Zaidi, the Justice Department lawyer, responded that if many state laws say that something is a crime of child neglect, then it is a crime of child neglect, and Congress said that a crime of child neglect is deportable. The two judges other than Rakoff seemed more open to this argument.
The fundamental question that the appeals court is considering, then, is whether these essentially harmless parental “crimes” alleged by increasingly hands-on local child welfare authorities are the same category of crime that the U.S. Congress was talking about when it passed a law on immigrants committing violent crime, domestic violence and terrorism.
Josh Gupta-Kagan, founder and director of the Columbia Law School Family Defense Clinic, said that it appears Mendoza-Rivera and Ortega-Vasquez “were not a safety threat to their children, let alone to anyone else,” even if they showed bad judgment by leaving toddlers alone for a half hour. So it is “fair to question,” he said, how pursuing either of their deportations serves the Trump administration’s “stated interest in public safety.”

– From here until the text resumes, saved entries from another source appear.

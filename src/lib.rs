pub mod auth;
pub mod catalog;
pub mod config;
pub mod engine;
pub mod limits;
pub mod model;
pub mod observability;
pub mod sql;
pub mod sweeper;
pub mod tls;
pub mod wal;
pub mod wire;
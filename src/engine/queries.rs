use std::collections::HashSet;

use chrono::{NaiveDate, NaiveDateTime};
use ulid::Ulid;

use crate::model::*;

use super::availability::free_slots;
use super::{Engine, EngineError, History, SharedBook};

fn visible_to(actor: &Actor, r: &Reservation) -> bool {
    actor.is_admin() || r.requester == actor.id
}

impl Engine {
    fn books_for(&self, resource_id: Option<Ulid>) -> Vec<SharedBook> {
        match resource_id {
            Some(id) => self.get_book(&id).into_iter().collect(),
            None => self.all_books(),
        }
    }

    /// Reservations matching `filter`, newest first. Non-admins only ever see
    /// their own.
    pub async fn list_reservations(&self, actor: &Actor, filter: &ReservationFilter) -> Vec<Reservation> {
        let mut out = Vec::new();
        for book in self.books_for(filter.resource_id) {
            let guard = book.read().await;
            out.extend(
                guard
                    .iter()
                    .filter(|r| visible_to(actor, r) && filter.matches(r))
                    .cloned(),
            );
        }
        out.sort_by(|a, b| b.created_at.cmp(&a.created_at).then(b.id.cmp(&a.id)));
        out
    }

    /// A reservation hidden from this actor is reported as missing.
    pub async fn get_reservation(&self, actor: &Actor, id: Ulid) -> Result<Reservation, EngineError> {
        let guard = self.resolve_reservation_read(&id).await?;
        guard
            .get(&id)
            .filter(|r| visible_to(actor, r))
            .cloned()
            .ok_or(EngineError::NotFound(id))
    }

    /// Audit trail of one reservation, visible under the same rule as the
    /// reservation itself.
    pub async fn history(&self, actor: &Actor, id: Ulid) -> Result<History, EngineError> {
        let guard = self.resolve_reservation_read(&id).await?;
        if !guard.get(&id).is_some_and(|r| visible_to(actor, r)) {
            return Err(EngineError::NotFound(id));
        }
        Ok(self.audit.history(&id))
    }

    pub async fn available_slots(&self, resource_id: Ulid, date: NaiveDate) -> Result<Vec<Slot>, EngineError> {
        self.catalog
            .resource(&resource_id)
            .filter(|r| r.active)
            .ok_or(EngineError::NotFound(resource_id))?;
        let occupied = match self.get_book(&resource_id) {
            Some(book) => book.read().await.occupied_slots(date),
            None => HashSet::new(),
        };
        Ok(free_slots(&self.catalog.slots(), &occupied))
    }

    pub async fn status_counts(&self, actor: &Actor) -> StatusCounts {
        let mut counts = StatusCounts::default();
        for book in self.all_books() {
            let guard = book.read().await;
            for r in guard.iter().filter(|r| visible_to(actor, r)) {
                counts.record(r.status);
            }
        }
        counts
    }

    /// Confirmed reservations whose slot has ended by `now`, oldest date first.
    /// Used by the completion sweeper.
    pub async fn collect_elapsed(&self, now: NaiveDateTime) -> Vec<Ulid> {
        let mut elapsed = Vec::new();
        for book in self.all_books() {
            let guard = book.read().await;
            for r in guard.iter() {
                if r.status != ReservationStatus::Confirmed {
                    continue;
                }
                let Some(slot) = self.catalog.slot(&r.slot_id) else {
                    continue;
                };
                if slot.ends_on(r.date) <= now {
                    elapsed.push((r.date, r.id));
                }
            }
        }
        elapsed.sort();
        elapsed.into_iter().map(|(_, id)| id).collect()
    }
}
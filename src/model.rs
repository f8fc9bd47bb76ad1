use std::fmt;
use std::str::FromStr;

use chrono::{DateTime, NaiveDate, NaiveDateTime, NaiveTime, Utc};
use serde::{Deserialize, Serialize};
use ulid::Ulid;

/// Login name of an actor, as resolved by the identity directory.
pub type ActorId = String;

/// Audit author recorded for transitions driven by the scheduler.
pub const SYSTEM_ACTOR: &str = "system";

// ── Collaborator types (identity + catalog) ──────────────────────

#[derive(Debug, Clone, Copy, PartialEq, Eq, Hash, Serialize, Deserialize)]
#[serde(rename_all = "lowercase")]
pub enum Role {
    Student,
    Teacher,
    Admin,
}

/// An authenticated identity. Students and teachers carry no elevated privilege.
#[derive(Debug, Clone, PartialEq, Eq, Serialize, Deserialize)]
pub struct Actor {
    pub id: ActorId,
    pub role: Role,
    #[serde(default)]
    pub superuser: bool,
}

impl Actor {
    pub fn new(id: impl Into<ActorId>, role: Role) -> Self {
        Self {
            id: id.into(),
            role,
            superuser: false,
        }
    }

    pub fn is_admin(&self) -> bool {
        self.role == Role::Admin || self.superuser
    }
}

fn default_active() -> bool {
    true
}

/// A bookable room.
#[derive(Debug, Clone, PartialEq, Eq, Serialize, Deserialize)]
pub struct Resource {
    pub id: Ulid,
    pub name: String,
    pub capacity: u32,
    #[serde(default = "default_active")]
    pub active: bool,
}

/// A fixed time-of-day interval, shared by all resources.
#[derive(Debug, Clone, PartialEq, Eq, Serialize, Deserialize)]
pub struct Slot {
    pub id: Ulid,
    pub name: String,
    pub start: NaiveTime,
    pub end: NaiveTime,
    #[serde(default = "default_active")]
    pub active: bool,
}

impl Slot {
    pub fn is_well_formed(&self) -> bool {
        self.start < self.end
    }

    /// The instant this slot is over on `date`.
    pub fn ends_on(&self, date: NaiveDate) -> NaiveDateTime {
        date.and_time(self.end)
    }
}

// ── Reservation ──────────────────────────────────────────────────

#[derive(Debug, Clone, Copy, PartialEq, Eq, Hash, Serialize, Deserialize)]
pub enum ReservationStatus {
    Pending,
    Confirmed,
    Cancelled,
    Completed,
}

impl ReservationStatus {
    /// Pending and Confirmed reservations hold their (resource, slot, date).
    pub fn is_active(self) -> bool {
        matches!(self, ReservationStatus::Pending | ReservationStatus::Confirmed)
    }

    pub fn is_terminal(self) -> bool {
        !self.is_active()
    }

    pub fn as_str(self) -> &'static str {
        match self {
            ReservationStatus::Pending => "pending",
            ReservationStatus::Confirmed => "confirmed",
            ReservationStatus::Cancelled => "cancelled",
            ReservationStatus::Completed => "completed",
        }
    }
}

impl fmt::Display for ReservationStatus {
    fn fmt(&self, f: &mut fmt::Formatter<'_>) -> fmt::Result {
        f.write_str(self.as_str())
    }
}

impl FromStr for ReservationStatus {
    type Err = String;

    fn from_str(s: &str) -> Result<Self, Self::Err> {
        match s.to_ascii_lowercase().as_str() {
            "pending" => Ok(ReservationStatus::Pending),
            "confirmed" => Ok(ReservationStatus::Confirmed),
            "cancelled" => Ok(ReservationStatus::Cancelled),
            "completed" => Ok(ReservationStatus::Completed),
            other => Err(format!("unknown status: {other}")),
        }
    }
}

#[derive(Debug, Clone, PartialEq, Eq, Serialize, Deserialize)]
pub struct Reservation {
    pub id: Ulid,
    pub requester: ActorId,
    pub resource_id: Ulid,
    pub slot_id: Ulid,
    pub date: NaiveDate,
    pub purpose: String,
    pub participants: u32,
    pub status: ReservationStatus,
    pub created_at: DateTime<Utc>,
    pub updated_at: DateTime<Utc>,
}

impl Reservation {
    pub fn is_active(&self) -> bool {
        self.status.is_active()
    }
}

/// What a caller asks for when creating a reservation.
#[derive(Debug, Clone, PartialEq, Eq)]
pub struct ReservationRequest {
    pub id: Ulid,
    pub resource_id: Ulid,
    pub slot_id: Ulid,
    pub date: NaiveDate,
    pub purpose: String,
    pub participants: u32,
}

// ── Audit trail ──────────────────────────────────────────────────

#[derive(Debug, Clone, Copy, PartialEq, Eq, Hash, Serialize, Deserialize)]
pub enum AuditAction {
    Created,
    Approved,
    Rejected,
    Cancelled,
    Completed,
}

impl AuditAction {
    pub fn as_str(self) -> &'static str {
        match self {
            AuditAction::Created => "created",
            AuditAction::Approved => "approved",
            AuditAction::Rejected => "rejected",
            AuditAction::Cancelled => "cancelled",
            AuditAction::Completed => "completed",
        }
    }
}

impl fmt::Display for AuditAction {
    fn fmt(&self, f: &mut fmt::Formatter<'_>) -> fmt::Result {
        f.write_str(self.as_str())
    }
}

/// One immutable entry in a reservation's audit trail.
#[derive(Debug, Clone, PartialEq, Eq, Serialize, Deserialize)]
pub struct ReservationEvent {
    pub id: Ulid,
    pub reservation_id: Ulid,
    pub action: AuditAction,
    pub actor: ActorId,
    pub notes: String,
    pub created_at: DateTime<Utc>,
}

// ── WAL records ──────────────────────────────────────────────────

/// The WAL record format. Each record carries the state change together with
/// its audit entry so both commit or neither does.
#[derive(Debug, Clone, PartialEq, Eq, Serialize, Deserialize)]
pub enum Event {
    ReservationCreated {
        reservation: Reservation,
        audit: ReservationEvent,
    },
    StatusChanged {
        id: Ulid,
        resource_id: Ulid,
        status: ReservationStatus,
        at: DateTime<Utc>,
        audit: ReservationEvent,
    },
}

impl Event {
    pub fn resource_id(&self) -> Ulid {
        match self {
            Event::ReservationCreated { reservation, .. } => reservation.resource_id,
            Event::StatusChanged { resource_id, .. } => *resource_id,
        }
    }

    pub fn audit(&self) -> &ReservationEvent {
        match self {
            Event::ReservationCreated { audit, .. } | Event::StatusChanged { audit, .. } => audit,
        }
    }
}

// ── Query types ──────────────────────────────────────────────────

/// Listing filter. Unset fields match everything.
#[derive(Debug, Clone, Default, PartialEq, Eq)]
pub struct ReservationFilter {
    pub id: Option<Ulid>,
    pub status: Option<ReservationStatus>,
    pub resource_id: Option<Ulid>,
    pub date: Option<NaiveDate>,
}

impl ReservationFilter {
    pub fn matches(&self, r: &Reservation) -> bool {
        self.id.is_none_or(|id| r.id == id)
            && self.status.is_none_or(|s| r.status == s)
            && self.resource_id.is_none_or(|rid| r.resource_id == rid)
            && self.date.is_none_or(|d| r.date == d)
    }
}

#[derive(Debug, Clone, Copy, Default, PartialEq, Eq)]
pub struct StatusCounts {
    pub total: u64,
    pub pending: u64,
    pub confirmed: u64,
    pub cancelled: u64,
    pub completed: u64,
}

impl StatusCounts {
    pub fn record(&mut self, status: ReservationStatus) {
        self.total += 1;
        match status {
            ReservationStatus::Pending => self.pending += 1,
            ReservationStatus::Confirmed => self.confirmed += 1,
            ReservationStatus::Cancelled => self.cancelled += 1,
            ReservationStatus::Completed => self.completed += 1,
        }
    }
}

#[cfg(test)]
mod tests {
    use super::*;

    fn reservation(status: ReservationStatus) -> Reservation {
        let now = Utc::now();
        Reservation {
            id: Ulid::new(),
            requester: "alice".into(),
            resource_id: Ulid::new(),
            slot_id: Ulid::new(),
            date: NaiveDate::from_ymd_opt(2030, 1, 15).unwrap(),
            purpose: "study".into(),
            participants: 1,
            status,
            created_at: now,
            updated_at: now,
        }
    }

    #[test]
    fn active_statuses() {
        assert!(ReservationStatus::Pending.is_active());
        assert!(ReservationStatus::Confirmed.is_active());
        assert!(ReservationStatus::Cancelled.is_terminal());
        assert!(ReservationStatus::Completed.is_terminal());
    }

    #[test]
    fn status_parses_case_insensitively() {
        assert_eq!("Confirmed".parse::<ReservationStatus>(), Ok(ReservationStatus::Confirmed));
        assert_eq!("pending".parse::<ReservationStatus>(), Ok(ReservationStatus::Pending));
        assert!("approved".parse::<ReservationStatus>().is_err());
    }

    #[test]
    fn admin_or_superuser() {
        assert!(Actor::new("root", Role::Admin).is_admin());
        assert!(!Actor::new("t", Role::Teacher).is_admin());
        let mut su = Actor::new("s", Role::Student);
        su.superuser = true;
        assert!(su.is_admin());
    }

    #[test]
    fn slot_shape() {
        let slot = Slot {
            id: Ulid::new(),
            name: "morning".into(),
            start: NaiveTime::from_hms_opt(8, 0, 0).unwrap(),
            end: NaiveTime::from_hms_opt(12, 0, 0).unwrap(),
            active: true,
        };
        assert!(slot.is_well_formed());
        let date = NaiveDate::from_ymd_opt(2030, 1, 15).unwrap();
        assert_eq!(slot.ends_on(date), date.and_hms_opt(12, 0, 0).unwrap());

        let inverted = Slot {
            start: slot.end,
            end: slot.start,
            ..slot.clone()
        };
        assert!(!inverted.is_well_formed());
        let empty = Slot {
            end: slot.start,
            ..slot
        };
        assert!(!empty.is_well_formed());
    }

    #[test]
    fn filter_matching() {
        let r = reservation(ReservationStatus::Pending);
        assert!(ReservationFilter::default().matches(&r));
        assert!(ReservationFilter {
            status: Some(ReservationStatus::Pending),
            resource_id: Some(r.resource_id),
            ..Default::default()
        }
        .matches(&r));
        assert!(!ReservationFilter {
            status: Some(ReservationStatus::Confirmed),
            ..Default::default()
        }
        .matches(&r));
        assert!(!ReservationFilter {
            date: Some(r.date.succ_opt().unwrap()),
            ..Default::default()
        }
        .matches(&r));
    }

    #[test]
    fn counts_by_status() {
        let mut counts = StatusCounts::default();
        for s in [
            ReservationStatus::Pending,
            ReservationStatus::Pending,
            ReservationStatus::Cancelled,
            ReservationStatus::Completed,
        ] {
            counts.record(s);
        }
        assert_eq!(counts.total, 4);
        assert_eq!(counts.pending, 2);
        assert_eq!(counts.confirmed, 0);
        assert_eq!(counts.cancelled, 1);
        assert_eq!(counts.completed, 1);
    }

    #[test]
    fn event_serialization_roundtrip() {
        let r = reservation(ReservationStatus::Pending);
        let event = Event::ReservationCreated {
            audit: ReservationEvent {
                id: Ulid::new(),
                reservation_id: r.id,
                action: AuditAction::Created,
                actor: r.requester.clone(),
                notes: String::new(),
                created_at: r.created_at,
            },
            reservation: r,
        };
        let bytes = bincode::serialize(&event).unwrap();
        let decoded: Event = bincode::deserialize(&bytes).unwrap();
        assert_eq!(event, decoded);
    }
}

McMinnville, Oregon, where Mendoza-Rivera and Ortega-Vasquez bought those pajamas at Walmart, is where they’ve lived for nearly a quarter century and where they had their two children, who are now teenagers. It’s also where Mendoza-Rivera spent all those years picking and packaging produce.
But he has now been locked up for months in a detention center in Tacoma, Washington, and his family has in turn lost much of its income. His kids are without him. And if the Trump administration gets to use a law against him that was intended to protect children, they will lose their dad to a foreign country for good.